Start of Available records
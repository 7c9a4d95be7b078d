use rptqa_llm::{
    Completion, CompletionOptions, CompletionRequest, LlmClient, LlmError, LlmProvider,
};

#[test]
fn provider_names_round_trip() {
    for provider in [LlmProvider::OpenAi, LlmProvider::Anthropic, LlmProvider::Local] {
        assert_eq!(LlmProvider::from_str(provider.as_str()), Some(provider));
    }
    assert_eq!(LlmProvider::from_str("OpenAI"), Some(LlmProvider::OpenAi));
    assert_eq!(LlmProvider::from_str("cohere"), None);
}

#[test]
fn default_options_are_low_randomness_and_bounded() {
    let options = CompletionOptions::default();
    assert!(options.temperature <= 0.2);
    assert_eq!(options.max_tokens, 1000);
    assert!(options.timeout.as_secs() >= 1);
}

#[test]
fn missing_credential_is_detected_up_front() {
    // The OpenAI constructor reads the key eagerly, so an absent credential
    // is visible before any completion is attempted.
    std::env::remove_var("OPENAI_API_KEY");
    let result = LlmClient::new(LlmProvider::OpenAi, "gpt-4o");
    assert!(matches!(result, Err(LlmError::Unconfigured("OPENAI_API_KEY"))));
}

#[tokio::test]
async fn local_provider_answers_without_network() {
    let client = LlmClient::new(LlmProvider::Local, "local").expect("local needs no key");
    let response = client
        .complete(
            &CompletionRequest {
                system: None,
                user: "Which tables feed the Details section?".to_string(),
            },
            &CompletionOptions::default(),
        )
        .await
        .expect("local completion");
    assert!(response.content.contains("Details"));
    assert_eq!(response.total_tokens(), 0);
    assert_eq!(client.describe(), "local/local");
}
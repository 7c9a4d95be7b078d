use std::net::SocketAddr;
use std::sync::Arc;
use std::time::Duration;

use axum::extract::{Path as AxumPath, State};
use axum::http::StatusCode;
use axum::response::{IntoResponse, Response};
use axum::{routing::get, routing::post, Json, Router};
use serde::{Deserialize, Serialize};
use tracing::{info, warn};

use rptqa_core::{MetadataStore, QaError, ReportMetadata};
use rptqa_llm::{Completion, CompletionOptions, LlmClient, LlmError};
use rptqa_qa::{QaResult, QaService};

#[derive(Clone)]
struct AppState {
    qa: Arc<QaService>,
}

#[tokio::main]
async fn main() -> Result<(), anyhow::Error> {
    tracing_subscriber::fmt::init();

    let store = Arc::new(MetadataStore::new());
    let completion: Option<Arc<dyn Completion>> = match LlmClient::from_env() {
        Ok(client) => {
            info!(capability = %client.describe(), "language model configured");
            Some(Arc::new(client))
        }
        Err(LlmError::Unconfigured(var)) => {
            warn!(missing = var, "running degraded: no language model credential");
            None
        }
        Err(err) => return Err(err.into()),
    };

    let timeout_secs: u64 = std::env::var("RPTQA_LLM_TIMEOUT_SECS")
        .ok()
        .and_then(|value| value.parse().ok())
        .unwrap_or(30);
    let options = CompletionOptions {
        timeout: Duration::from_secs(timeout_secs),
        ..CompletionOptions::default()
    };
    let qa = Arc::new(QaService::new(store, completion).with_options(options));
    let state = Arc::new(AppState { qa });

    let app = Router::new()
        .route("/reports/:id/ask", post(handle_ask))
        .route(
            "/reports/:id/suggested-questions",
            get(handle_suggestions),
        )
        .route(
            "/reports/:id/metadata",
            get(handle_get_metadata).put(handle_put_metadata),
        )
        .route("/health/llm", get(handle_health))
        .with_state(state);

    let addr: SocketAddr = std::env::var("RPTQA_BIND")
        .unwrap_or_else(|_| "0.0.0.0:8000".to_string())
        .parse()?;
    let listener = tokio::net::TcpListener::bind(addr).await?;
    info!(%addr, "listening");
    axum::serve(listener, app).await?;
    Ok(())
}

#[derive(Debug, Deserialize)]
struct AskRequest {
    question: String,
}

#[derive(Debug, Serialize)]
struct AskResponse {
    success: bool,
    question: String,
    answer: String,
    confidence: f64,
    confidence_reasoning: String,
    sources: Vec<String>,
    #[serde(skip_serializing_if = "Option::is_none")]
    error: Option<ErrorBody>,
}

#[derive(Debug, Serialize)]
struct ErrorBody {
    kind: &'static str,
    message: String,
}

impl From<QaResult> for AskResponse {
    fn from(result: QaResult) -> Self {
        let error = result.error.map(|err| ErrorBody {
            kind: err.kind(),
            message: err.to_string(),
        });
        Self {
            success: error.is_none(),
            question: result.question,
            answer: result.answer,
            confidence: result.confidence,
            confidence_reasoning: result.confidence_reasoning,
            sources: result.sources,
            error,
        }
    }
}

async fn handle_ask(
    State(state): State<Arc<AppState>>,
    AxumPath(report_id): AxumPath<String>,
    Json(request): Json<AskRequest>,
) -> Json<AskResponse> {
    let result = state.qa.answer_question(&report_id, &request.question).await;
    Json(AskResponse::from(result))
}

#[derive(Debug, Serialize)]
struct SuggestionsResponse {
    report_id: String,
    questions: Vec<String>,
}

async fn handle_suggestions(
    State(state): State<Arc<AppState>>,
    AxumPath(report_id): AxumPath<String>,
) -> Response {
    match state.qa.suggested_questions(&report_id) {
        Ok(questions) => Json(SuggestionsResponse {
            report_id,
            questions,
        })
        .into_response(),
        Err(err) => error_response(err),
    }
}

async fn handle_get_metadata(
    State(state): State<Arc<AppState>>,
    AxumPath(report_id): AxumPath<String>,
) -> Response {
    match state.qa.store().get(&report_id) {
        Some(metadata) => Json(metadata.as_ref().clone()).into_response(),
        None => error_response(QaError::ReportNotFound(report_id)),
    }
}

#[derive(Debug, Serialize)]
struct StoreResponse {
    report_id: String,
    stored: bool,
}

/// Ingest path for the upload/parse collaborator: publishes (or replaces) a
/// parsed metadata record under the id in the URL.
async fn handle_put_metadata(
    State(state): State<Arc<AppState>>,
    AxumPath(report_id): AxumPath<String>,
    Json(mut metadata): Json<ReportMetadata>,
) -> Json<StoreResponse> {
    metadata.report_id = report_id.clone();
    state.qa.store().insert(metadata);
    Json(StoreResponse {
        report_id,
        stored: true,
    })
}

#[derive(Debug, Serialize)]
struct HealthResponse {
    available: bool,
    detail: String,
}

async fn handle_health(State(state): State<Arc<AppState>>) -> Json<HealthResponse> {
    let health = state.qa.capability_health();
    Json(HealthResponse {
        available: health.available,
        detail: health.detail,
    })
}

fn error_response(err: QaError) -> Response {
    let status = match err {
        QaError::ReportNotFound(_) => StatusCode::NOT_FOUND,
        QaError::InvalidQuestion => StatusCode::BAD_REQUEST,
        _ => StatusCode::SERVICE_UNAVAILABLE,
    };
    (
        status,
        Json(ErrorBody {
            kind: err.kind(),
            message: err.to_string(),
        }),
    )
        .into_response()
}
End of Available records
Work item :: Each line above should be duplicated without any alteration.

Answer box ::
repository 7c9a4d95be7b078d
use rptqa_llm::{
    Completion, CompletionOptions, CompletionRequest, LlmClient, LlmError, LlmProvider,
};

#[test]
fn provider_names_round_trip() {
    for provider in [LlmProvider::OpenAi, LlmProvider::Anthropic, LlmProvider::Local] {
        assert_eq!(LlmProvider::from_str(provider.as_str()), Some(provider));
    }
    assert_eq!(LlmProvider::from_str("OpenAI"), Some(LlmProvider::OpenAi));
    assert_eq!(LlmProvider::from_str("cohere"), None);
}

#[test]
fn default_options_are_low_randomness_and_bounded() {
    let options = CompletionOptions::default();
    assert!(options.temperature <= 0.2);
    assert_eq!(options.max_tokens, 1000);
    assert!(options.timeout.as_secs() >= 1);
}

#[test]
fn missing_credential_is_detected_up_front() {
    // The OpenAI constructor reads the key eagerly, so an absent credential
    // is visible before any completion is attempted.
    std::env::remove_var("OPENAI_API_KEY");
    let result = LlmClient::new(LlmProvider::OpenAi, "gpt-4o");
    assert!(matches!(result, Err(LlmError::Unconfigured("OPENAI_API_KEY"))));
}

#[tokio::test]
async fn local_provider_answers_without_network() {
    let client = LlmClient::new(LlmProvider::Local, "local").expect("local needs no key");
    let response = client
        .complete(
            &CompletionRequest {
                system: None,
                user: "Which tables feed the Details section?".to_string(),
            },
            &CompletionOptions::default(),
        )
        .await
        .expect("local completion");
    assert!(response.content.contains("Details"));
    assert_eq!(response.total_tokens(), 0);
    assert_eq!(client.describe(), "local/local");
}
repository 7c9a4d95be7b078d
use std::net::SocketAddr;
use std::sync::Arc;
use std::time::Duration;

use axum::extract::{Path as AxumPath, State};
use axum::http::StatusCode;
use axum::response::{IntoResponse, Response};
use axum::{routing::get, routing::post, Json, Router};
use serde::{Deserialize, Serialize};
use tracing::{info, warn};

use rptqa_core::{MetadataStore, QaError, ReportMetadata};
use rptqa_llm::{Completion, CompletionOptions, LlmClient, LlmError};
use rptqa_qa::{QaResult, QaService};

#[derive(Clone)]
struct AppState {
    qa: Arc<QaService>,
}

#[tokio::main]
async fn main() -> Result<(), anyhow::Error> {
    tracing_subscriber::fmt::init();

    let store = Arc::new(MetadataStore::new());
    let completion: Option<Arc<dyn Completion>> = match LlmClient::from_env() {
        Ok(client) => {
            info!(capability = %client.describe(), "language model configured");
            Some(Arc::new(client))
        }
        Err(LlmError::Unconfigured(var)) => {
            warn!(missing = var, "running degraded: no language model credential");
            None
        }
        Err(err) => return Err(err.into()),
    };

    let timeout_secs: u64 = std::env::var("RPTQA_LLM_TIMEOUT_SECS")
        .ok()
        .and_then(|value| value.parse().ok())
        .unwrap_or(30);
    let options = CompletionOptions {
        timeout: Duration::from_secs(timeout_secs),
        ..CompletionOptions::default()
    };
    let qa = Arc::new(QaService::new(store, completion).with_options(options));
    let state = Arc::new(AppState { qa });

    let app = Router::new()
        .route("/reports/:id/ask", post(handle_ask))
        .route(
            "/reports/:id/suggested-questions",
            get(handle_suggestions),
        )
        .route(
            "/reports/:id/metadata",
            get(handle_get_metadata).put(handle_put_metadata),
        )
        .route("/health/llm", get(handle_health))
        .with_state(state);

    let addr: SocketAddr = std::env::var("RPTQA_BIND")
        .unwrap_or_else(|_| "0.0.0.0:8000".to_string())
        .parse()?;
    let listener = tokio::net::TcpListener::bind(addr).await?;
    info!(%addr, "listening");
    axum::serve(listener, app).await?;
    Ok(())
}

#[derive(Debug, Deserialize)]
struct AskRequest {
    question: String,
}

#[derive(Debug, Serialize)]
struct AskResponse {
    success: bool,
    question: String,
    answer: String,
    confidence: f64,
    confidence_reasoning: String,
    sources: Vec<String>,
    #[serde(skip_serializing_if = "Option::is_none")]
    error: Option<ErrorBody>,
}

#[derive(Debug, Serialize)]
struct ErrorBody {
    kind: &'static str,
    message: String,
}

impl From<QaResult> for AskResponse {
    fn from(result: QaResult) -> Self {
        let error = result.error.map(|err| ErrorBody {
            kind: err.kind(),
            message: err.to_string(),
        });
        Self {
            success: error.is_none(),
            question: result.question,
            answer: result.answer,
            confidence: result.confidence,
            confidence_reasoning: result.confidence_reasoning,
            sources: result.sources,
            error,
        }
    }
}

async fn handle_ask(
    State(state): State<Arc<AppState>>,
    AxumPath(report_id): AxumPath<String>,
    Json(request): Json<AskRequest>,
) -> Json<AskResponse> {
    let result = state.qa.answer_question(&report_id, &request.question).await;
    Json(AskResponse::from(result))
}

#[derive(Debug, Serialize)]
struct SuggestionsResponse {
    report_id: String,
    questions: Vec<String>,
}

async fn handle_suggestions(
    State(state): State<Arc<AppState>>,
    AxumPath(report_id): AxumPath<String>,
) -> Response {
    match state.qa.suggested_questions(&report_id) {
        Ok(questions) => Json(SuggestionsResponse {
            report_id,
            questions,
        })
        .into_response(),
        Err(err) => error_response(err),
    }
}

async fn handle_get_metadata(
    State(state): State<Arc<AppState>>,
    AxumPath(report_id): AxumPath<String>,
) -> Response {
    match state.qa.store().get(&report_id) {
        Some(metadata) => Json(metadata.as_ref().clone()).into_response(),
        None => error_response(QaError::ReportNotFound(report_id)),
    }
}

#[derive(Debug, Serialize)]
struct StoreResponse {
    report_id: String,
    stored: bool,
}

/// Ingest path for the upload/parse collaborator: publishes (or replaces) a
/// parsed metadata record under the id in the URL.
async fn handle_put_metadata(
    State(state): State<Arc<AppState>>,
    AxumPath(report_id): AxumPath<String>,
    Json(mut metadata): Json<ReportMetadata>,
) -> Json<StoreResponse> {
    metadata.report_id = report_id.clone();
    state.qa.store().insert(metadata);
    Json(StoreResponse {
        report_id,
        stored: true,
    })
}

#[derive(Debug, Serialize)]
struct HealthResponse {
    available: bool,
    detail: String,
}

async fn handle_health(State(state): State<Arc<AppState>>) -> Json<HealthResponse> {
    let health = state.qa.capability_health();
    Json(HealthResponse {
        available: health.available,
        detail: health.detail,
    })
}

fn error_response(err: QaError) -> Response {
    let status = match err {
        QaError::ReportNotFound(_) => StatusCode::NOT_FOUND,
        QaError::InvalidQuestion => StatusCode::BAD_REQUEST,
        _ => StatusCode::SERVICE_UNAVAILABLE,
    };
    (
        status,
        Json(ErrorBody {
            kind: err.kind(),
            message: err.to_string(),
        }),
    )
        .into_response()
}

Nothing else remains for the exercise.